As motivated by the statements above, the main focus of this paper is on thermodynamics of protein–protein interaction networks in cancer, with an emphasis on entropy and Gibbs free energy as two key measures describing the complexity and chemical energetics of interactions in these networks. We therefore do not discuss Shannon, Kolmogorov–Sinai, or other information-based entropies, which may be relevant to the problem in general but not particularly useful in the present context. In the present manuscript, we review some thermodynamic entropy measures of PPI networks and then describe how to compute Gibbs free energy for cancer networks and show its correlation with 5-year survival, which provides retrospective validation of these concepts. In a more general context, we suggest that these energy views of the PPI are close analogies to the Waddington epigenetic landscape.

2 Brief review of entropy measures to PPI networks

Without attempting an exhaustive review of entropy of PPI networks, we discuss a few key papers. Rashevsky [11] was the first to suggest degree entropy as a complexity measure for graphs. His “graphs” were aliphatic molecular structures, so by modern standards, they were small graphs. The extension of information theory to thermodynamics in networks was made by Dehmer and Mowshowitz [12], in their review of the application of various entropy measures to network analysis. One of the first papers to discuss an information-based entropy was by Demetrius and Manke [13] who studied evolution of networks as a means to understand biological fitness. Their model assumes directed links in the network and they utilize Kolmogorov–Sinai entropy along with Markov processes to describe the evolution (and thus the robustness) of the networks. They extended that work to include cellular robustness [14].

As we pointed out in the introduction, being able to combine PPI and transcriptome data could enable more accurate use of these inherently noisy data, and with appropriate analysis may lead to actionable insight for clinical applications.

West et al. [15] describe fixed PPI architecture and mRNA expression data to derive unique weighted networks for each cancer studied. They start with a PPI from and transcription data for different cancers. They modified the PPI to contain weighted connections by incorporating the transcriptome data. The weights are Pearson correlation coefficients of gene expression between genes i and j, across multiple samples of the same cancer type. Then computing entropy, they suggest that the best drug targets are those protein nodes with the highest robustness. Their suggested targets are strongly based on the mRNA expression levels, across a population of samples. If some protein has a very high up-regulated mRNA expression, one could have deduced the importance of that node in the network without actually computing the entropy. This is how many targets are “discovered.” Benzekry et al. [6] suggests a different approach to target discovery based on the unique architecture of each cancer PPI.
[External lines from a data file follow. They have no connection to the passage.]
use actix_web::HttpResponse;
use sqlx::sqlite::SqlitePoolOptions;
use sqlx::SqlitePool;
use tempfile::TempDir;

use crate::auth::password::hash_password;
use crate::config::Config;
use crate::db;
use crate::utils::uploads::FileStore;

/// Fresh in-memory database with the full schema and no seed rows.
/// A single connection keeps every query inside the same memory instance.
pub async fn setup_test_db() -> SqlitePool {
    let pool = SqlitePoolOptions::new()
        .max_connections(1)
        .connect("sqlite::memory:")
        .await
        .unwrap();
    db::create_schema(&pool).await.unwrap();
    pool
}

pub async fn insert_employee(pool: &SqlitePool, username: &str, password: &str) -> i64 {
    let done = sqlx::query(
        "INSERT INTO employees (full_name, username, password_hash, email) VALUES (?, ?, ?, ?)",
    )
    .bind(format!("{username} Example"))
    .bind(username)
    .bind(hash_password(password))
    .bind(format!("{username}@example.com"))
    .execute(pool)
    .await
    .unwrap();
    done.last_insert_rowid()
}

pub fn test_config() -> Config {
    Config {
        server_addr: "127.0.0.1:0".to_string(),
        database_url: "sqlite::memory:".to_string(),
        uploads_dir: "uploads".to_string(),
        admin_username: "psychy".to_string(),
        admin_password: "Scambanenabler".to_string(),
        rate_login_per_min: 60,
        rate_api_per_min: 1000,
        api_prefix: "/api".to_string(),
    }
}

pub async fn body_json(resp: HttpResponse) -> serde_json::Value {
    let bytes = actix_web::body::to_bytes(resp.into_body()).await.unwrap();
    serde_json::from_slice(&bytes).unwrap()
}

/// File store rooted in a fresh temp directory. Keep the `TempDir` alive for
/// the duration of the test, dropping it deletes the tree.
pub fn temp_store() -> (FileStore, TempDir) {
    let dir = tempfile::tempdir().unwrap();
    (FileStore::new(dir.path()), dir)
}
Other recent attempts are being made to combine PPI network data and RNA expression data. The quest to find correlations between the PPI networks/transcription data and survival/prognosis has continued. In 2012, Liu et al. [16] defined a measure called state-transition-based local network entropy (SNE). It is a Shannon information measure that is probabilistically, or conditionally, dependent on the previous state of a local dynamical network—a Markov process. They used mRNA expression data at different stages of tumor development, overlaid it on PPI network data, and showed that SNE changes significantly with cancer progression. Others have used Shannon entropy measure to show that gene expression patterns of melanoma and prostate cancers group according to cancer stage [17]. Shannon entropy, unlike degree entropy, is not a thermodynamic measure.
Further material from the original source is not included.